Prompt. Using the records below, filter out every line that lacks "derive" and copy the rest.

--- Records supplied Enclosed Below ---

//! Static field schema for project briefs.
//!
//! The schema is ordered: the order is the default question sequence used by
//! the planner and the section order of the markdown template.

use serde::Serialize;

/// Maximum length of a `short_text` answer.
pub const SHORT_TEXT_MAX: usize = 200;

/// Maximum length of a `long_text` answer.
pub const LONG_TEXT_MAX: usize = 4000;

/// The shape a field value must have.
#[derive(Debug, Clone, Copy, PartialEq, Eq, Serialize)]
#[serde(rename_all = "snake_case", tag = "type", content = "allowed")]
pub enum FieldKind {
    /// Single line of text
    ShortText,
    /// Free-form paragraph
    LongText,
    /// Ordered, deduplicated list of items
    StringList,
    /// Non-negative number
    Number,
    /// One of a fixed set of values
    Enum(&'static [&'static str]),
}

impl FieldKind {
    /// Get the kind name as used in logs and templates.
    pub fn name(&self) -> &'static str {
        match self {
            Self::ShortText => "short_text",
            Self::LongText => "long_text",
            Self::StringList => "string_list",
            Self::Number => "number",
            Self::Enum(_) => "enum",
        }
    }

    /// Maximum text length for text kinds.
    pub fn max_len(&self) -> Option<usize> {
        match self {
            Self::ShortText => Some(SHORT_TEXT_MAX),
            Self::LongText => Some(LONG_TEXT_MAX),
            _ => None,
        }
    }
}

/// One entry of the brief schema.
#[derive(Debug, Clone, PartialEq, Eq, Serialize)]
pub struct FieldSchema {
    /// Field key (stable identifier)
    pub key: &'static str,

    /// Human readable label, used as the template header
    pub label: &'static str,

    /// What the field describes
    pub description: &'static str,

    /// Question asked during an interactive session
    pub question: &'static str,

    /// Whether the brief is incomplete without this field
    pub required: bool,

    /// Expected value shape
    pub kind: FieldKind,
}

const PLATFORMS: &[&str] = &["web", "mobile", "desktop", "cross-platform", "api"];
const THEMES: &[&str] = &["light", "dark", "system"];

/// The brief schema, in question order.
pub static FIELDS: [FieldSchema; 17] = [
    FieldSchema {
        key: "appName",
        label: "App Name",
        description: "the name of the application",
        question: "What is your app name?",
        required: true,
        kind: FieldKind::ShortText,
    },
    FieldSchema {
        key: "problemSolved",
        label: "Problem Solved",
        description: "what problem the application solves",
        question: "What problem does it solve?",
        required: true,
        kind: FieldKind::LongText,
    },
    FieldSchema {
        key: "coreFeatures",
        label: "Core Features",
        description: "the core features and functionalities",
        question: "What are the core features?",
        required: true,
        kind: FieldKind::StringList,
    },
    FieldSchema {
        key: "num_developers",
        label: "Number of Developers",
        description: "the number of developers working on the project",
        question: "How many developers?",
        required: false,
        kind: FieldKind::Number,
    },
    FieldSchema {
        key: "targetPlatform",
        label: "Target Platform",
        description: "where the application runs (web, mobile, desktop, cross-platform, api)",
        question: "Which platform are you targeting?",
        required: false,
        kind: FieldKind::Enum(PLATFORMS),
    },
    FieldSchema {
        key: "frontendStack",
        label: "Frontend Stack",
        description: "frontend technologies and frameworks",
        question: "What frontend stack?",
        required: false,
        kind: FieldKind::ShortText,
    },
    FieldSchema {
        key: "backendStack",
        label: "Backend Stack",
        description: "backend technologies and frameworks",
        question: "What backend stack?",
        required: false,
        kind: FieldKind::ShortText,
    },
    FieldSchema {
        key: "programmingLanguage",
        label: "Programming Language",
        description: "the primary programming language",
        question: "What programming language?",
        required: false,
        kind: FieldKind::ShortText,
    },
    FieldSchema {
        key: "database",
        label: "Database",
        description: "the database system to be used",
        question: "What database?",
        required: false,
        kind: FieldKind::ShortText,
    },
    FieldSchema {
        key: "apiIntegrations",
        label: "API Integrations",
        description: "external APIs and services to integrate",
        question: "What API integrations?",
        required: false,
        kind: FieldKind::StringList,
    },
    FieldSchema {
        key: "authentication",
        label: "Authentication",
        description: "user authentication methods",
        question: "How will users authenticate?",
        required: false,
        kind: FieldKind::ShortText,
    },
    FieldSchema {
        key: "rolesPermissions",
        label: "Roles and Permissions",
        description: "user roles and permission system",
        question: "What roles and permissions?",
        required: false,
        kind: FieldKind::LongText,
    },
    FieldSchema {
        key: "designStyle",
        label: "Design Style",
        description: "the design style and aesthetic",
        question: "What design style?",
        required: false,
        kind: FieldKind::ShortText,
    },
    FieldSchema {
        key: "theme",
        label: "Theme",
        description: "theme preference (light, dark, system)",
        question: "Light, dark or system theme?",
        required: false,
        kind: FieldKind::Enum(THEMES),
    },
    FieldSchema {
        key: "exclusions",
        label: "Exclusions",
        description: "features that should NOT be included",
        question: "What should NOT be included?",
        required: false,
        kind: FieldKind::StringList,
    },
    FieldSchema {
        key: "comparableApps",
        label: "Comparable Apps",
        description: "similar existing applications for reference",
        question: "Any similar existing apps?",
        required: false,
        kind: FieldKind::StringList,
    },
    FieldSchema {
        key: "constraints",
        label: "Constraints",
        description: "constraints and requirements (budget, timeline, compliance, etc.)",
        question: "Any constraints or requirements?",
        required: false,
        kind: FieldKind::LongText,
    },
];

/// Look up a schema entry by key.
pub fn field(key: &str) -> Option<&'static FieldSchema> {
    FIELDS.iter().find(|f| f.key == key)
}

/// Iterate over the required entries, in order.
pub fn required_fields() -> impl Iterator<Item = &'static FieldSchema> {
    FIELDS.iter().filter(|f| f.required)
}

/// Iterate over the optional entries, in order.
pub fn optional_fields() -> impl Iterator<Item = &'static FieldSchema> {
    FIELDS.iter().filter(|f| !f.required)
}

--- End of Enclosed Records supplied ---

Solution for this exercise.
#[derive(Debug, Clone, Copy, PartialEq, Eq, Serialize)]
#[derive(Debug, Clone, PartialEq, Eq, Serialize)]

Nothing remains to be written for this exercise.